Starting with the first line, output the data exactly through to the end.

^^^^

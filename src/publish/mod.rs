//! Ranking publisher.
//!
//! Composes the summary post, signs it once, and fans it out to every
//! configured relay concurrently.
//!
//! # Success Policy
//!
//! | Accepted by | Result |
//! |-------------|--------|
//! | zero relays | [`Error::PublishFailed`] |
//! | one or more | [`PublishReport`] listing every relay's outcome |
//!
//! The call returns only after every delivery task has finished, so the
//! report is always complete.

mod compose;
mod delivery;
mod render;

pub use compose::{build_event, compose_content};
pub use delivery::{RelayDelivery, WebSocketDelivery};
pub use render::{HttpImageRenderer, ImageRenderer};

#[cfg(test)]
pub use delivery::MockRelayDelivery;

use crate::config::DEFAULT_TRIGGER_PHRASE;
use crate::models::RankedItem;
use crate::nostr::{Event, Keys};
use crate::{Error, Result};
use std::collections::{BTreeMap, HashMap};
use std::sync::Arc;
use std::time::{Duration, Instant};
use tokio::task::JoinSet;
use tracing::{debug, info, instrument, warn};

/// Outcome of one relay delivery.
#[derive(Debug, Clone, PartialEq, Eq)]
pub struct DeliveryOutcome {
    /// Relay URL.
    pub relay: String,
    /// `None` if the relay accepted the event, otherwise the failure.
    pub error: Option<String>,
    /// Time spent on this relay.
    pub duration: Duration,
}

impl DeliveryOutcome {
    /// Returns `true` if the relay accepted the event.
    #[must_use]
    pub const fn accepted(&self) -> bool {
        self.error.is_none()
    }
}

/// Result of a publish that met the quorum.
#[derive(Debug, Clone, PartialEq, Eq)]
pub struct PublishReport {
    /// Id of the published event.
    pub event_id: String,
    /// One outcome per configured relay.
    pub outcomes: Vec<DeliveryOutcome>,
}

impl PublishReport {
    /// Number of relays attempted.
    #[must_use]
    pub fn attempted(&self) -> usize {
        self.outcomes.len()
    }

    /// Number of relays that accepted the event.
    #[must_use]
    pub fn accepted(&self) -> usize {
        self.outcomes.iter().filter(|o| o.accepted()).count()
    }
}

/// Publishes rankings to a fixed set of relays.
#[derive(Clone)]
pub struct Publisher {
    keys: Keys,
    relays: Vec<String>,
    delivery: Arc<dyn RelayDelivery>,
    renderer: Option<Arc<dyn ImageRenderer>>,
    topic: String,
}

impl Publisher {
    /// Creates a publisher signing with `keys` and delivering through `delivery`.
    #[must_use]
    pub fn new(keys: Keys, relays: Vec<String>, delivery: Arc<dyn RelayDelivery>) -> Self {
        Self {
            keys,
            relays,
            delivery,
            renderer: None,
            topic: DEFAULT_TRIGGER_PHRASE.to_string(),
        }
    }

    /// Adds a word-cloud renderer used for replies.
    #[must_use]
    pub fn with_renderer(mut self, renderer: Arc<dyn ImageRenderer>) -> Self {
        self.renderer = Some(renderer);
        self
    }

    /// Sets the topic used for the header hashtag and topic tag.
    #[must_use]
    pub fn with_topic(mut self, topic: impl Into<String>) -> Self {
        self.topic = topic.into();
        self
    }

    /// Configured relays.
    #[must_use]
    pub fn relays(&self) -> &[String] {
        &self.relays
    }

    /// Publishes `items`, as a reply to `reply_to` when given.
    ///
    /// # Errors
    ///
    /// - [`Error::RenderFailed`] if a reply's image cannot be rendered;
    ///   nothing is sent in that case.
    /// - [`Error::PublishFailed`] if no relay accepted the event.
    #[instrument(skip(self, items, reply_to), fields(items = items.len(), reply = reply_to.is_some()))]
    pub async fn publish(
        &self,
        items: &[RankedItem],
        reply_to: Option<&Event>,
    ) -> Result<PublishReport> {
        let image_url = match (&self.renderer, reply_to) {
            (Some(renderer), Some(_)) => {
                let counts: BTreeMap<String, usize> = items
                    .iter()
                    .map(|item| (item.phrase.clone(), item.count))
                    .collect();
                Some(renderer.render(&counts).await?)
            },
            _ => None,
        };

        let content = compose_content(&self.topic, items, image_url.as_deref());
        let now = chrono::Utc::now().timestamp();
        let event = build_event(&self.topic, items, content, reply_to, now).sign(&self.keys)?;

        let outcomes = self.fan_out(Arc::new(event.clone())).await;
        let report = PublishReport {
            event_id: event.id,
            outcomes,
        };

        if report.accepted() == 0 {
            metrics::counter!("buzzword_publish_total", "status" => "failed").increment(1);
            warn!(attempted = report.attempted(), "No relay accepted the ranking");
            return Err(Error::PublishFailed {
                attempted: report.attempted(),
            });
        }

        metrics::counter!("buzzword_publish_total", "status" => "success").increment(1);
        info!(
            event_id = %report.event_id,
            accepted = report.accepted(),
            attempted = report.attempted(),
            "Ranking published"
        );
        Ok(report)
    }

    /// Delivers `event` to every relay concurrently and waits for all of them.
    async fn fan_out(&self, event: Arc<Event>) -> Vec<DeliveryOutcome> {
        let mut tasks = JoinSet::new();
        let mut relay_by_task = HashMap::with_capacity(self.relays.len());
        for relay in &self.relays {
            let url = relay.clone();
            let event = Arc::clone(&event);
            let delivery = Arc::clone(&self.delivery);
            let handle = tasks.spawn(async move {
                let start = Instant::now();
                let result = delivery.deliver(&url, &event).await;
                record_delivery(&url, start.elapsed(), result)
            });
            relay_by_task.insert(handle.id(), relay.clone());
        }

        let mut outcomes = Vec::with_capacity(self.relays.len());
        while let Some(joined) = tasks.join_next_with_id().await {
            match joined {
                Ok((_id, outcome)) => outcomes.push(outcome),
                Err(e) => {
                    let relay = relay_by_task.remove(&e.id()).unwrap_or_default();
                    warn!(relay = %relay, error = %e, "Delivery task failed");
                    outcomes.push(record_delivery(
                        &relay,
                        Duration::ZERO,
                        Err(Error::operation("relay_publish", e)),
                    ));
                },
            }
        }
        outcomes
    }
}

/// Logs and counts one delivery result.
fn record_delivery(relay: &str, duration: Duration, result: Result<()>) -> DeliveryOutcome {
    metrics::histogram!("buzzword_delivery_duration_ms", "relay" => relay.to_string())
        .record(duration.as_secs_f64() * 1000.0);

    let error = match result {
        Ok(()) => {
            metrics::counter!("buzzword_deliveries_total", "relay" => relay.to_string(), "status" => "accepted")
                .increment(1);
            debug!(relay = %relay, duration_ms = duration.as_millis(), "Relay accepted event");
            None
        },
        Err(e) => {
            metrics::counter!("buzzword_deliveries_total", "relay" => relay.to_string(), "status" => "failed")
                .increment(1);
            warn!(relay = %relay, error = %e, "Relay delivery failed");
            Some(e.to_string())
        },
    };

    DeliveryOutcome {
        relay: relay.to_string(),
        error,
        duration,
    }
}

^^^^

- _RESPONSE_
filename src/publish/mod.rs
//! Ranking publisher.
//!
//! Composes the summary post, signs it once, and fans it out to every
//! configured relay concurrently.
//!
//! # Success Policy
//!
//! | Accepted by | Result |
//! |-------------|--------|
//! | zero relays | [`Error::PublishFailed`] |
//! | one or more | [`PublishReport`] listing every relay's outcome |
//!
//! The call returns only after every delivery task has finished, so the
//! report is always complete.

mod compose;
mod delivery;
mod render;

pub use compose::{build_event, compose_content};
pub use delivery::{RelayDelivery, WebSocketDelivery};
pub use render::{HttpImageRenderer, ImageRenderer};

#[cfg(test)]
pub use delivery::MockRelayDelivery;

use crate::config::DEFAULT_TRIGGER_PHRASE;
use crate::models::RankedItem;
use crate::nostr::{Event, Keys};
use crate::{Error, Result};
use std::collections::{BTreeMap, HashMap};
use std::sync::Arc;
use std::time::{Duration, Instant};
use tokio::task::JoinSet;
use tracing::{debug, info, instrument, warn};

/// Outcome of one relay delivery.
#[derive(Debug, Clone, PartialEq, Eq)]
pub struct DeliveryOutcome {
    /// Relay URL.
    pub relay: String,
    /// `None` if the relay accepted the event, otherwise the failure.
    pub error: Option<String>,
    /// Time spent on this relay.
    pub duration: Duration,
}

impl DeliveryOutcome {
    /// Returns `true` if the relay accepted the event.
    #[must_use]
    pub const fn accepted(&self) -> bool {
        self.error.is_none()
    }
}

/// Result of a publish that met the quorum.
#[derive(Debug, Clone, PartialEq, Eq)]
pub struct PublishReport {
    /// Id of the published event.
    pub event_id: String,
    /// One outcome per configured relay.
    pub outcomes: Vec<DeliveryOutcome>,
}

impl PublishReport {
    /// Number of relays attempted.
    #[must_use]
    pub fn attempted(&self) -> usize {
        self.outcomes.len()
    }

    /// Number of relays that accepted the event.
    #[must_use]
    pub fn accepted(&self) -> usize {
        self.outcomes.iter().filter(|o| o.accepted()).count()
    }
}

/// Publishes rankings to a fixed set of relays.
#[derive(Clone)]
pub struct Publisher {
    keys: Keys,
    relays: Vec<String>,
    delivery: Arc<dyn RelayDelivery>,
    renderer: Option<Arc<dyn ImageRenderer>>,
    topic: String,
}

impl Publisher {
    /// Creates a publisher signing with `keys` and delivering through `delivery`.
    #[must_use]
    pub fn new(keys: Keys, relays: Vec<String>, delivery: Arc<dyn RelayDelivery>) -> Self {
        Self {
            keys,
            relays,
            delivery,
            renderer: None,
            topic: DEFAULT_TRIGGER_PHRASE.to_string(),
        }
    }

    /// Adds a word-cloud renderer used for replies.
    #[must_use]
    pub fn with_renderer(mut self, renderer: Arc<dyn ImageRenderer>) -> Self {
        self.renderer = Some(renderer);
        self
    }

    /// Sets the topic used for the header hashtag and topic tag.
    #[must_use]
    pub fn with_topic(mut self, topic: impl Into<String>) -> Self {
        self.topic = topic.into();
        self
    }

    /// Configured relays.
    #[must_use]
    pub fn relays(&self) -> &[String] {
        &self.relays
    }

    /// Publishes `items`, as a reply to `reply_to` when given.
    ///
    /// # Errors
    ///
    /// - [`Error::RenderFailed`] if a reply's image cannot be rendered;
    ///   nothing is sent in that case.
    /// - [`Error::PublishFailed`] if no relay accepted the event.
    #[instrument(skip(self, items, reply_to), fields(items = items.len(), reply = reply_to.is_some()))]
    pub async fn publish(
        &self,
        items: &[RankedItem],
        reply_to: Option<&Event>,
    ) -> Result<PublishReport> {
        let image_url = match (&self.renderer, reply_to) {
            (Some(renderer), Some(_)) => {
                let counts: BTreeMap<String, usize> = items
                    .iter()
                    .map(|item| (item.phrase.clone(), item.count))
                    .collect();
                Some(renderer.render(&counts).await?)
            },
            _ => None,
        };

        let content = compose_content(&self.topic, items, image_url.as_deref());
        let now = chrono::Utc::now().timestamp();
        let event = build_event(&self.topic, items, content, reply_to, now).sign(&self.keys)?;

        let outcomes = self.fan_out(Arc::new(event.clone())).await;
        let report = PublishReport {
            event_id: event.id,
            outcomes,
        };

        if report.accepted() == 0 {
            metrics::counter!("buzzword_publish_total", "status" => "failed").increment(1);
            warn!(attempted = report.attempted(), "No relay accepted the ranking");
            return Err(Error::PublishFailed {
                attempted: report.attempted(),
            });
        }

        metrics::counter!("buzzword_publish_total", "status" => "success").increment(1);
        info!(
            event_id = %report.event_id,
            accepted = report.accepted(),
            attempted = report.attempted(),
            "Ranking published"
        );
        Ok(report)
    }

    /// Delivers `event` to every relay concurrently and waits for all of them.
    async fn fan_out(&self, event: Arc<Event>) -> Vec<DeliveryOutcome> {
        let mut tasks = JoinSet::new();
        let mut relay_by_task = HashMap::with_capacity(self.relays.len());
        for relay in &self.relays {
            let url = relay.clone();
            let event = Arc::clone(&event);
            let delivery = Arc::clone(&self.delivery);
            let handle = tasks.spawn(async move {
                let start = Instant::now();
                let result = delivery.deliver(&url, &event).await;
                record_delivery(&url, start.elapsed(), result)
            });
            relay_by_task.insert(handle.id(), relay.clone());
        }

        let mut outcomes = Vec::with_capacity(self.relays.len());
        while let Some(joined) = tasks.join_next_with_id().await {
            match joined {
                Ok((_id, outcome)) => outcomes.push(outcome),
                Err(e) => {
                    let relay = relay_by_task.remove(&e.id()).unwrap_or_default();
                    warn!(relay = %relay, error = %e, "Delivery task failed");
                    outcomes.push(record_delivery(
                        &relay,
                        Duration::ZERO,
                        Err(Error::operation("relay_publish", e)),
                    ));
                },
            }
        }
        outcomes
    }
}

/// Logs and counts one delivery result.
fn record_delivery(relay: &str, duration: Duration, result: Result<()>) -> DeliveryOutcome {
    metrics::histogram!("buzzword_delivery_duration_ms", "relay" => relay.to_string())
        .record(duration.as_secs_f64() * 1000.0);

    let error = match result {
        Ok(()) => {
            metrics::counter!("buzzword_deliveries_total", "relay" => relay.to_string(), "status" => "accepted")
                .increment(1);
            debug!(relay = %relay, duration_ms = duration.as_millis(), "Relay accepted event");
            None
        },
        Err(e) => {
            metrics::counter!("buzzword_deliveries_total", "relay" => relay.to_string(), "status" => "failed")
                .increment(1);
            warn!(relay = %relay, error = %e, "Relay delivery failed");
            Some(e.to_string())
        },
    };

    DeliveryOutcome {
        relay: relay.to_string(),
        error,
        duration,
    }
}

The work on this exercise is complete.